Studies on the autistic-like behavior induced by VRK3 deletion and treatment effects by TrkB stimulation

Abstract

Vaccinia-related kinases (VRKs) are multifaceted serine/threonine kinases that play essential roles in various aspects of cell signaling, cell cycle progression, apoptosis, and neuronal development and differentiation. However, the neuronal function of VRK3 is still unknown in spite of its etiological potential in human autism spectrum disorder (ASD). Here, we report that VRK3-deficient mice exhibited typical symptoms of autism-like behavior including hyperactivity, stereotyped behaviors, reduced social interaction, and impaired context-dependent spatial memory as well as deficits in pain sensation. Significant decrease in dendritic spine number and arborization were identified in the hippocampus CA1 of VRK3-deficient mice.

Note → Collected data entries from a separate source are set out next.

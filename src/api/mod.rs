//! REST API endpoint implementations.
//!
//! Each sub-module adds high-level `async` methods to
//! [`NseClient`](crate::client::NseClient) via `impl` blocks. All methods go
//! through the client's session, so throttling, cookie priming and the
//! single 401 retry apply automatically.
//!
//! ## Usage
//!
//! ```no_run
//! use nse_rs::NseClient;
//!
//! # #[tokio::main]
//! # async fn main() -> nse_rs::Result<()> {
//! let client = NseClient::new("./downloads")?;
//! let chain = client.compiled_option_chain("NIFTY", None).await?;
//! println!("max pain {:?}, pcr {}", chain.maxpain, chain.pcr);
//! client.shutdown().await?;
//! # Ok(())
//! # }
//! ```
//!
//! ## Modules
//!
//! | Module | Endpoints | Description |
//! |---|---|---|
//! | [`quote`] | 4 | Equity quote, trade info, metadata, market status |
//! | [`search`] | 1 | Symbol autocomplete |
//! | [`option_chain`] | 3 | Legacy / v3 chains, contract info, compiled views |
//! | [`historical`] | 3 | Equity history, VIX history, bulk deals |
//! | [`movers`] | 1 | Index constituents, gainers, losers |
//! | [`archives`] | 2 | Bhavcopy downloads |

pub mod archives;
pub mod historical;
pub mod movers;
pub mod option_chain;
pub mod quote;
pub mod search;
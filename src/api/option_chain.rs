//! Option Chain endpoints: legacy and v3 chains, contract info, compiled views.

use crate::analytics::expiry::{resolve_expiry, sort_expiries};
use crate::analytics::option_chain::{Chain, CompiledChain, EssentialChain, compile, essential_view};
use crate::client::NseClient;
use crate::constants::OPTION_INDICES;
use crate::error::Result;
use crate::types::option_chain::*;

/// Whether `symbol` is an index served by the index option endpoints.
pub fn is_option_index(symbol: &str) -> bool {
    OPTION_INDICES
        .iter()
        .any(|index| index.eq_ignore_ascii_case(symbol))
}

impl NseClient {
    /// Retrieve the full legacy option chain (every expiry) for an index or stock.
    ///
    /// **Endpoint:** `GET /option-chain-indices` or `GET /option-chain-equities`
    pub async fn option_chain_legacy(&self, symbol: &str) -> Result<LegacyOptionChain> {
        let path = if is_option_index(symbol) {
            "/option-chain-indices"
        } else {
            "/option-chain-equities"
        };
        self.get_json(path, &[("symbol", symbol)]).await
    }

    /// Retrieve the expiry and strike lists for an underlying.
    ///
    /// **Endpoint:** `GET /option-chain-contract-info`
    pub async fn contract_info(&self, symbol: &str) -> Result<ContractInfo> {
        self.get_json("/option-chain-contract-info", &[("symbol", symbol)])
            .await
    }

    /// Retrieve the v3 option chain for one expiry.
    ///
    /// **Endpoint:** `GET /option-chain-v3`
    pub async fn option_chain_v3(&self, symbol: &str, expiry: &str) -> Result<V3OptionChain> {
        let kind = if is_option_index(symbol) {
            "Indices"
        } else {
            "Equity"
        };
        self.get_json(
            "/option-chain-v3",
            &[("type", kind), ("symbol", symbol), ("expiry", expiry)],
        )
        .await
    }

    /// Available expiries for an underlying, earliest first.
    pub async fn expiry_dates(&self, symbol: &str) -> Result<Vec<String>> {
        let info = self.contract_info(symbol).await?;
        sort_expiries(&info.expiry_dates)
    }

    /// Fetch and normalize the v3 chain. Without an expiry, the earliest one
    /// from contract info is used.
    ///
    /// Returns the chain and the expiry it was fetched for.
    pub async fn option_chain(&self, symbol: &str, expiry: Option<&str>) -> Result<(Chain, String)> {
        let contract = self.contract_info(symbol).await?;
        let expiry = resolve_expiry(symbol, expiry, &contract.expiry_dates)?;
        let chain = self.option_chain_v3(symbol, &expiry).await?;
        Ok((Chain::from_raw(RawOptionChain::V3 { chain, contract }), expiry))
    }

    /// ATM, max pain, per-strike aggregates and PCR from the v3 chain.
    pub async fn compiled_option_chain(
        &self,
        symbol: &str,
        expiry: Option<&str>,
    ) -> Result<CompiledChain> {
        let (chain, expiry) = self.option_chain(symbol, expiry).await?;
        Ok(compile(&chain, &expiry))
    }

    /// Same metrics computed from the legacy chain.
    pub async fn compiled_option_chain_legacy(
        &self,
        symbol: &str,
        expiry: Option<&str>,
    ) -> Result<CompiledChain> {
        let raw = self.option_chain_legacy(symbol).await?;
        let chain = Chain::from_raw(RawOptionChain::Legacy(raw));
        let expiry = resolve_expiry(symbol, expiry, &chain.expiries)?;
        Ok(compile(&chain, &expiry))
    }

    /// Only the strikes within `strikes_each_side` intervals of ATM, with
    /// reduced legs.
    pub async fn essential_option_chain(
        &self,
        symbol: &str,
        expiry: Option<&str>,
        strikes_each_side: u32,
    ) -> Result<EssentialChain> {
        let (chain, expiry) = self.option_chain(symbol, expiry).await?;
        Ok(essential_view(&chain, &expiry, strikes_each_side))
    }
}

These mice also exhibited a reduced rectification of AMPA receptor-mediated current and changes in expression of synaptic and signaling proteins including TrkB, Arc and CaMKIIα. Notably, TrkB stimulation with 7, 8-dihydroxyflavone (7, 8-DHF) reversed the altered synaptic structure and function, and successfully restored autism-like behavior in VRK3-deficient mice. In addition, we found that peripheral VRK3 plays an important role in pain sensitivity after inflammation and nerve injury. These results reveal that VRK3 plays a critical role in neurodevelopmental disorders and suggest a potential therapeutic strategy for ASD.